╭─ INFORMATION PROVIDED
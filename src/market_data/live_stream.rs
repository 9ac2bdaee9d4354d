// =============================================================================
// Live Stream Manager: connection state machine with exponential backoff
// =============================================================================
//
//   Idle ──start──▶ Connecting ──ok──▶ Streaming ──frame──▶ Streaming
//                      │  ▲                │
//                 error│  │delay elapsed   │closed / error
//                      ▼  │                ▼
//                     Backoff ◀────────────┘
//
//   any ──stop──▶ Closed   (terminal; later transitions are ignored)
//
// One manager drives one channel for one session generation and is never
// restarted once Closed.
// =============================================================================

use std::fmt;
use std::sync::Arc;
use std::time::Duration;

use serde::Serialize;
use tokio::sync::watch;
use tracing::{debug, error, info, warn};

use super::transport::{LiveConnection, LiveConnector};
use crate::error::SyncError;
use crate::providers::{ChannelDescriptor, LiveFrame, ProviderAdapter};
use crate::types::{Candle, Timeframe};

// ---------------------------------------------------------------------------
// Backoff policy
// ---------------------------------------------------------------------------

#[derive(Debug, Clone, Copy, PartialEq, Eq)]
pub struct BackoffPolicy {
    pub base: Duration,
    pub cap: Duration,
    /// Consecutive failures tolerated before giving up; `None` retries forever.
    pub max_retries: Option<u32>,
}

impl Default for BackoffPolicy {
    fn default() -> Self {
        Self {
            base: Duration::from_secs(1),
            cap: Duration::from_secs(30),
            max_retries: None,
        }
    }
}

impl BackoffPolicy {
    /// `base * 2^(retry - 1)`, capped.  `retry` counts from 1.
    pub fn delay_for(&self, retry: u32) -> Duration {
        let factor = 1u32.checked_shl(retry.saturating_sub(1)).unwrap_or(u32::MAX);
        self.base.saturating_mul(factor).min(self.cap)
    }
}

// ---------------------------------------------------------------------------
// Connection state
// ---------------------------------------------------------------------------

#[derive(Debug, Clone, Copy, PartialEq, Eq, Serialize)]
#[serde(tag = "phase", rename_all = "snake_case")]
pub enum StreamPhase {
    Idle,
    Connecting,
    Streaming,
    Backoff {
        #[serde(rename = "delay_ms", serialize_with = "serialize_millis")]
        delay: Duration,
    },
    Closed,
}

fn serialize_millis<S: serde::Serializer>(d: &Duration, s: S) -> Result<S::Ok, S::Error> {
    s.serialize_u64(d.as_millis() as u64)
}

impl fmt::Display for StreamPhase {
    fn fmt(&self, f: &mut fmt::Formatter<'_>) -> fmt::Result {
        match self {
            Self::Idle => write!(f, "idle"),
            Self::Connecting => write!(f, "connecting"),
            Self::Streaming => write!(f, "streaming"),
            Self::Backoff { delay } => write!(f, "backoff({}ms)", delay.as_millis()),
            Self::Closed => write!(f, "closed"),
        }
    }
}

/// Observable state of one live channel.
#[derive(Debug, Clone, PartialEq, Serialize)]
pub struct ConnectionState {
    pub phase: StreamPhase,
    /// Consecutive failed attempts since the last successful connect.
    pub retry_count: u32,
    pub last_error: Option<SyncError>,
    pub frames_received: u64,
    /// Frames that could not be inflated or decoded.
    pub dropped_frames: u64,
}

impl Default for ConnectionState {
    fn default() -> Self {
        Self::new()
    }
}

impl ConnectionState {
    pub fn new() -> Self {
        Self {
            phase: StreamPhase::Idle,
            retry_count: 0,
            last_error: None,
            frames_received: 0,
            dropped_frames: 0,
        }
    }

    pub fn is_closed(&self) -> bool {
        self.phase == StreamPhase::Closed
    }

    fn ignored(&self, event: &str) -> bool {
        if self.is_closed() {
            debug!(event, "transition ignored: channel closed");
            return true;
        }
        false
    }

    /// Idle → Connecting.
    pub fn start(&mut self) {
        if self.ignored("start") {
            return;
        }
        if self.phase == StreamPhase::Idle {
            self.phase = StreamPhase::Connecting;
        }
    }

    /// Connecting → Streaming; resets the retry counter.
    pub fn on_connected(&mut self) {
        if self.ignored("connected") {
            return;
        }
        self.phase = StreamPhase::Streaming;
        self.retry_count = 0;
    }

    /// Connecting/Streaming → Backoff, or → Closed once `max_retries` is
    /// exceeded.  Returns the delay to wait before the next attempt.
    pub fn on_failure(&mut self, err: SyncError, policy: &BackoffPolicy) -> Option<Duration> {
        if self.ignored("failure") {
            return None;
        }
        self.retry_count = self.retry_count.saturating_add(1);
        self.last_error = Some(err);

        if policy.max_retries.is_some_and(|max| self.retry_count > max) {
            self.phase = StreamPhase::Closed;
            return None;
        }
        let delay = policy.delay_for(self.retry_count);
        self.phase = StreamPhase::Backoff { delay };
        Some(delay)
    }

    /// Backoff → Connecting.
    pub fn on_backoff_elapsed(&mut self) {
        if self.ignored("backoff elapsed") {
            return;
        }
        if matches!(self.phase, StreamPhase::Backoff { .. }) {
            self.phase = StreamPhase::Connecting;
        }
    }

    pub fn on_frame(&mut self) {
        if !self.ignored("frame") {
            self.frames_received += 1;
        }
    }

    pub fn on_dropped_frame(&mut self) {
        if !self.ignored("dropped frame") {
            self.dropped_frames += 1;
        }
    }

    /// any → Closed.
    pub fn close(&mut self) {
        self.phase = StreamPhase::Closed;
    }
}

// ---------------------------------------------------------------------------
// Sink
// ---------------------------------------------------------------------------

/// Receives what the channel produces.  Implementations must not block.
pub trait LiveSink: Send + Sync {
    fn on_candle(&self, candle: Candle);
    fn on_state(&self, state: &ConnectionState);
}

// ---------------------------------------------------------------------------
// Manager
// ---------------------------------------------------------------------------

enum Exit {
    Stopped,
    Failed(SyncError),
}

pub struct LiveStreamManager {
    adapter: ProviderAdapter,
    symbol: String,
    timeframe: Timeframe,
    channel: ChannelDescriptor,
    policy: BackoffPolicy,
    connector: Arc<dyn LiveConnector>,
    state: ConnectionState,
}

impl LiveStreamManager {
    pub fn new(
        adapter: ProviderAdapter,
        symbol: impl Into<String>,
        timeframe: Timeframe,
        channel: ChannelDescriptor,
        policy: BackoffPolicy,
        connector: Arc<dyn LiveConnector>,
    ) -> Self {
        Self {
            adapter,
            symbol: symbol.into(),
            timeframe,
            channel,
            policy,
            connector,
            state: ConnectionState::new(),
        }
    }

    /// Drive the channel until `stop` flips to `true` (or its sender is
    /// dropped), or until `max_retries` is exhausted.  Returns the final state,
    /// which is always `Closed`.
    pub async fn run(mut self, sink: Arc<dyn LiveSink>, mut stop: watch::Receiver<bool>) -> ConnectionState {
        let provider = self.adapter.id();
        let mut attempts: u32 = 0;
        self.state.start();
        sink.on_state(&self.state);
        info!(provider = %provider, symbol = %self.symbol, timeframe = %self.timeframe, "live channel starting");

        loop {
            let reconnect = attempts > 0;
            attempts = attempts.saturating_add(1);
            let attempt = tokio::select! {
                biased;
                _ = wait_for_stop(&mut stop) => Exit::Stopped,
                connected = self.connector.connect(&self.channel, reconnect) => match connected {
                    Ok(conn) => {
                        self.state.on_connected();
                        sink.on_state(&self.state);
                        info!(provider = %provider, symbol = %self.symbol, "live channel streaming");
                        self.stream(conn, sink.as_ref(), &mut stop).await
                    }
                    Err(e) => Exit::Failed(e),
                },
            };

            let err = match attempt {
                Exit::Stopped => break,
                Exit::Failed(err) => err,
            };

            let Some(delay) = self.state.on_failure(err.clone(), &self.policy) else {
                error!(provider = %provider, symbol = %self.symbol, retries = self.state.retry_count, error = %err, "live channel giving up");
                sink.on_state(&self.state);
                return self.state;
            };
            sink.on_state(&self.state);
            warn!(
                provider = %provider,
                symbol = %self.symbol,
                retry = self.state.retry_count,
                delay_ms = delay.as_millis() as u64,
                error = %err,
                "live channel backing off"
            );

            tokio::select! {
                biased;
                _ = wait_for_stop(&mut stop) => break,
                _ = tokio::time::sleep(delay) => {}
            }
            self.state.on_backoff_elapsed();
            sink.on_state(&self.state);
        }

        self.state.close();
        sink.on_state(&self.state);
        info!(provider = %provider, symbol = %self.symbol, "live channel closed");
        self.state
    }

    async fn stream(
        &mut self,
        mut conn: Box<dyn LiveConnection>,
        sink: &dyn LiveSink,
        stop: &mut watch::Receiver<bool>,
    ) -> Exit {
        loop {
            let next = tokio::select! {
                biased;
                _ = wait_for_stop(stop) => return Exit::Stopped,
                next = conn.next_frame() => next,
            };
            match next {
                Ok(Some(frame)) => {
                    if let Err(e) = self.handle_frame(conn.as_mut(), frame, sink).await {
                        return Exit::Failed(e);
                    }
                }
                Ok(None) => return Exit::Failed(SyncError::TransportError("connection closed by peer".into())),
                Err(e) => return Exit::Failed(e),
            }
        }
    }

    /// Only a failed heartbeat write is fatal; bad frames are counted and
    /// skipped.
    async fn handle_frame(
        &mut self,
        conn: &mut dyn LiveConnection,
        frame: LiveFrame,
        sink: &dyn LiveSink,
    ) -> Result<(), SyncError> {
        self.state.on_frame();

        let text = match self.adapter.frame_text(frame) {
            Ok(text) => text,
            Err(e) => {
                self.state.on_dropped_frame();
                warn!(provider = %self.adapter.id(), error = %e, dropped = self.state.dropped_frames, "dropping undecodable frame");
                sink.on_state(&self.state);
                return Ok(());
            }
        };

        if let Some(reply) = self.adapter.heartbeat_reply(&text) {
            debug!(provider = %self.adapter.id(), "answering heartbeat");
            return conn.send_text(reply).await;
        }

        match self.adapter.decode_live_message(&self.symbol, self.timeframe, &text) {
            Ok(Some(candle)) => {
                debug!(time = candle.time, close = candle.close, "live candle");
                sink.on_candle(candle);
            }
            Ok(None) => debug!("control frame"),
            Err(e) => {
                self.state.on_dropped_frame();
                warn!(provider = %self.adapter.id(), error = %e, dropped = self.state.dropped_frames, "dropping undecodable frame");
            }
        }
        sink.on_state(&self.state);
        Ok(())
    }
}

/// Resolves once the stop flag is set or its sender is gone.
async fn wait_for_stop(stop: &mut watch::Receiver<bool>) {
    loop {
        if *stop.borrow_and_update() {
            return;
        }
        if stop.changed().await.is_err() {
            return;
        }
    }
}

// ---------------------------------------------------------------------------
// Tests
// ---------------------------------------------------------------------------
╰─
> TRY IT: Report the number of lines in these entries that hold the word "String". Add nothing else.

> COMPLETED TASK: 2